**Task directions:**
Below are the entries; give again exactly the lines from the one mentioning "mod statuses;" through the one mentioning "filename src/tracking/services/reconciliation.rs", inclusive.

**Material provided:**
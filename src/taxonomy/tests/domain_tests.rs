//! Domain-focused tests for pillars and category names.

use crate::taxonomy::domain::{
    Category, CategoryName, ParsePillarError, Pillar, TaxonomyDomainError,
};
use mockable::DefaultClock;
use rstest::rstest;

#[rstest]
#[case("hard_work", Pillar::HardWork)]
#[case("Hard Work", Pillar::HardWork)]
#[case("hard-work", Pillar::HardWork)]
#[case(" CALMNESS ", Pillar::Calmness)]
#[case("family", Pillar::Family)]
fn pillar_parses_storage_and_display_forms(#[case] input: &str, #[case] expected: Pillar) {
    assert_eq!(Pillar::try_from(input), Ok(expected));
}

#[rstest]
fn pillar_rejects_unknown_value() {
    assert_eq!(
        Pillar::try_from("leisure"),
        Err(ParsePillarError("leisure".to_owned()))
    );
}

#[rstest]
fn pillars_split_the_day_evenly() {
    let total: u32 = Pillar::ALL
        .iter()
        .map(|pillar| pillar.daily_allocation_minutes())
        .sum();
    assert_eq!(total, 24 * 60);
}

#[rstest]
fn category_name_trims_input() {
    let name = CategoryName::new("  Deep work  ").expect("valid name");
    assert_eq!(name.as_str(), "Deep work");
}

#[rstest]
fn category_name_rejects_blank_input() {
    assert_eq!(CategoryName::new("   "), Err(TaxonomyDomainError::EmptyName));
}

#[rstest]
fn category_name_rejects_overlong_input() {
    let long = "x".repeat(101);
    assert_eq!(
        CategoryName::new(long.clone()),
        Err(TaxonomyDomainError::NameTooLong(long))
    );
}

#[rstest]
fn category_name_matching_ignores_case() {
    let left = CategoryName::new("Reading").expect("valid name");
    let right = CategoryName::new("READING").expect("valid name");
    assert!(left.matches(&right));
}

#[rstest]
fn blank_description_is_dropped() {
    let name = CategoryName::new("Exercise").expect("valid name");
    let category = Category::new(Pillar::Calmness, name, &DefaultClock).with_description("  ");
    assert_eq!(category.description(), None);
}
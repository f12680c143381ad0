//! `PostgreSQL` summary cache.

use super::{anchor_from_row, models::PeriodSummaryRow, run_blocking, schema::period_summaries};
use crate::db::PgPool;
use crate::tracking::{
    domain::{Granularity, PeriodAnchor, PeriodSummary},
    ports::{PeriodSummaryRepository, TrackingRepositoryError, TrackingRepositoryResult},
};
use async_trait::async_trait;
use chrono::NaiveDate;
use diesel::prelude::*;

/// `PostgreSQL`-backed summary cache.
#[derive(Debug, Clone)]
pub struct PostgresPeriodSummaryRepository {
    pool: PgPool,
}

impl PostgresPeriodSummaryRepository {
    /// Creates a new repository from a `PostgreSQL` connection pool.
    #[must_use]
    pub const fn new(pool: PgPool) -> Self {
        Self { pool }
    }
}

#[async_trait]
impl PeriodSummaryRepository for PostgresPeriodSummaryRepository {
    async fn find(&self, anchor: PeriodAnchor) -> TrackingRepositoryResult<Option<PeriodSummary>> {
        run_blocking(&self.pool, move |connection| {
            let row = period_summaries::table
                .find((anchor.granularity().as_str(), anchor.date()))
                .select(PeriodSummaryRow::as_select())
                .first::<PeriodSummaryRow>(connection)
                .optional()
                .map_err(TrackingRepositoryError::persistence)?;
            row.map(row_to_summary).transpose()
        })
        .await
    }

    async fn list_range(
        &self,
        granularity: Granularity,
        from: NaiveDate,
        to: NaiveDate,
    ) -> TrackingRepositoryResult<Vec<PeriodSummary>> {
        run_blocking(&self.pool, move |connection| {
            period_summaries::table
                .filter(period_summaries::granularity.eq(granularity.as_str()))
                .filter(period_summaries::anchor_date.between(from, to))
                .order(period_summaries::anchor_date.asc())
                .select(PeriodSummaryRow::as_select())
                .load::<PeriodSummaryRow>(connection)
                .map_err(TrackingRepositoryError::persistence)?
                .into_iter()
                .map(row_to_summary)
                .collect()
        })
        .await
    }
}

pub(super) fn to_row(summary: &PeriodSummary) -> TrackingRepositoryResult<PeriodSummaryRow> {
    Ok(PeriodSummaryRow {
        granularity: summary.anchor.granularity().as_str().to_owned(),
        anchor_date: summary.anchor.date(),
        total_allocated: i64::try_from(summary.total_allocated)
            .map_err(TrackingRepositoryError::persistence)?,
        total_spent: i64::try_from(summary.total_spent)
            .map_err(TrackingRepositoryError::persistence)?,
        is_complete: summary.is_complete,
        computed_at: summary.computed_at,
    })
}

fn row_to_summary(row: PeriodSummaryRow) -> TrackingRepositoryResult<PeriodSummary> {
    let anchor = anchor_from_row(&row.granularity, row.anchor_date)?;
    Ok(PeriodSummary {
        anchor,
        total_allocated: u64::try_from(row.total_allocated)
            .map_err(TrackingRepositoryError::persistence)?,
        total_spent: u64::try_from(row.total_spent).map_err(TrackingRepositoryError::persistence)?,
        is_complete: row.is_complete,
        computed_at: row.computed_at,
    })
}
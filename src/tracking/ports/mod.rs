//! Port definitions for period tracking persistence.
//!
//! The repository ports are read-side; every write goes through
//! [`TrackingUnitOfWork`] so one request commits or rolls back as a whole.

mod entries;
mod error;
mod statuses;
mod summaries;
mod unit_of_work;

pub use entries::TimeEntryRepository;
pub use error::{TrackingRepositoryError, TrackingRepositoryResult};
pub use statuses::TaskStatusRepository;
pub use summaries::PeriodSummaryRepository;
pub use unit_of_work::{PurgedTask, TrackingUnitOfWork};
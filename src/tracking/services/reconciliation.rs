//! Fetches reconciliation inputs and maintains the summary cache.

use super::TrackingServiceResult;
use crate::task::ports::{TaskQuery, TaskRepository};
use crate::tracking::{
    domain::{
        Granularity, PeriodAnchor, PeriodChanges, PeriodSummary, TrackingDomainError, reconcile,
    },
    ports::{
        PeriodSummaryRepository, TaskStatusRepository, TimeEntryRepository, TrackingUnitOfWork,
    },
};
use chrono::NaiveDate;
use mockable::Clock;
use std::sync::Arc;
use tracing::{debug, info};

/// Runs reconciliation against stored tasks, entries, and statuses.
///
/// Every period write passes through [`ReconciliationService::commit`], which
/// stores the staged rows and the refreshed summary in one unit of work.
pub struct ReconciliationService<C>
where
    C: Clock + Send + Sync,
{
    tasks: Arc<dyn TaskRepository>,
    entries: Arc<dyn TimeEntryRepository>,
    statuses: Arc<dyn TaskStatusRepository>,
    summaries: Arc<dyn PeriodSummaryRepository>,
    unit_of_work: Arc<dyn TrackingUnitOfWork>,
    clock: Arc<C>,
}

impl<C> ReconciliationService<C>
where
    C: Clock + Send + Sync,
{
    /// Creates a reconciliation service.
    #[must_use]
    pub fn new(
        tasks: Arc<dyn TaskRepository>,
        entries: Arc<dyn TimeEntryRepository>,
        statuses: Arc<dyn TaskStatusRepository>,
        summaries: Arc<dyn PeriodSummaryRepository>,
        unit_of_work: Arc<dyn TrackingUnitOfWork>,
        clock: Arc<C>,
    ) -> Self {
        Self {
            tasks,
            entries,
            statuses,
            summaries,
            unit_of_work,
            clock,
        }
    }

    /// Recomputes a period and stores the result in the cache.
    ///
    /// # Errors
    ///
    /// Returns [`super::TrackingServiceError`] when any store fails.
    pub async fn reconcile(&self, anchor: PeriodAnchor) -> TrackingServiceResult<PeriodSummary> {
        self.commit(PeriodChanges::new(anchor)).await
    }

    /// Applies staged writes and the summary they produce as one unit.
    ///
    /// The summary is derived from the stored rows with the changes laid
    /// over them, so nothing is written when derivation or the commit fails.
    ///
    /// # Errors
    ///
    /// Returns [`super::TrackingServiceError`] when any store fails; the
    /// period is then left as it was.
    pub async fn commit(&self, changes: PeriodChanges) -> TrackingServiceResult<PeriodSummary> {
        let anchor = changes.anchor();
        let tasks = self
            .tasks
            .list(TaskQuery::active_with_frequency(
                anchor.granularity().frequency(),
            ))
            .await?;
        let statuses = changes.statuses_after(self.statuses.list_for_period(anchor).await?);
        let entries = changes.entries_after(self.entries.list_for_period(anchor, None).await?);

        let summary = reconcile(anchor, &tasks, &entries, &statuses, self.clock.utc());
        self.unit_of_work.commit_period(&changes, &summary).await?;
        debug!(
            period = %anchor,
            allocated = summary.total_allocated,
            spent = summary.total_spent,
            complete = summary.is_complete,
            staged = !changes.is_empty(),
            "period reconciled"
        );
        Ok(summary)
    }

    /// Returns the cached summary of a period without recomputing it.
    ///
    /// # Errors
    ///
    /// Returns [`super::TrackingServiceError::Repository`] when the cache
    /// cannot be read.
    pub async fn cached(&self, anchor: PeriodAnchor) -> TrackingServiceResult<Option<PeriodSummary>> {
        Ok(self.summaries.find(anchor).await?)
    }

    /// Returns the cached summary, reconciling when none is stored yet.
    ///
    /// # Errors
    ///
    /// Returns [`super::TrackingServiceError`] when any store fails.
    pub async fn summary(&self, anchor: PeriodAnchor) -> TrackingServiceResult<PeriodSummary> {
        match self.cached(anchor).await? {
            Some(summary) => Ok(summary),
            None => self.reconcile(anchor).await,
        }
    }

    /// Lists cached summaries for periods starting in the range.
    ///
    /// # Errors
    ///
    /// Returns [`TrackingDomainError::InvertedRange`] for a reversed range or
    /// a repository error when the cache cannot be read.
    pub async fn list_cached(
        &self,
        granularity: Granularity,
        from: NaiveDate,
        to: NaiveDate,
    ) -> TrackingServiceResult<Vec<PeriodSummary>> {
        if to < from {
            return Err(TrackingDomainError::InvertedRange { from, to }.into());
        }
        let start = PeriodAnchor::containing(granularity, from)?.date();
        Ok(self.summaries.list_range(granularity, start, to).await?)
    }

    /// Re-derives every period in the range, one after another.
    ///
    /// # Errors
    ///
    /// Stops at the first failing period and returns its error.
    pub async fn recalculate_range(
        &self,
        granularity: Granularity,
        from: NaiveDate,
        to: NaiveDate,
    ) -> TrackingServiceResult<Vec<PeriodSummary>> {
        let anchors = PeriodAnchor::between(granularity, from, to)?;
        let mut summaries = Vec::with_capacity(anchors.len());
        for anchor in anchors {
            summaries.push(self.reconcile(anchor).await?);
        }
        info!(
            granularity = %granularity,
            %from,
            %to,
            periods = summaries.len(),
            "summaries recalculated"
        );
        Ok(summaries)
    }
}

**Response to this exercise:**
mod statuses;
mod summaries;
mod unit_of_work;

pub use entries::TimeEntryRepository;
pub use error::{TrackingRepositoryError, TrackingRepositoryResult};
pub use statuses::TaskStatusRepository;
pub use summaries::PeriodSummaryRepository;
pub use unit_of_work::{PurgedTask, TrackingUnitOfWork};
filename src/tracking/services/reconciliation.rs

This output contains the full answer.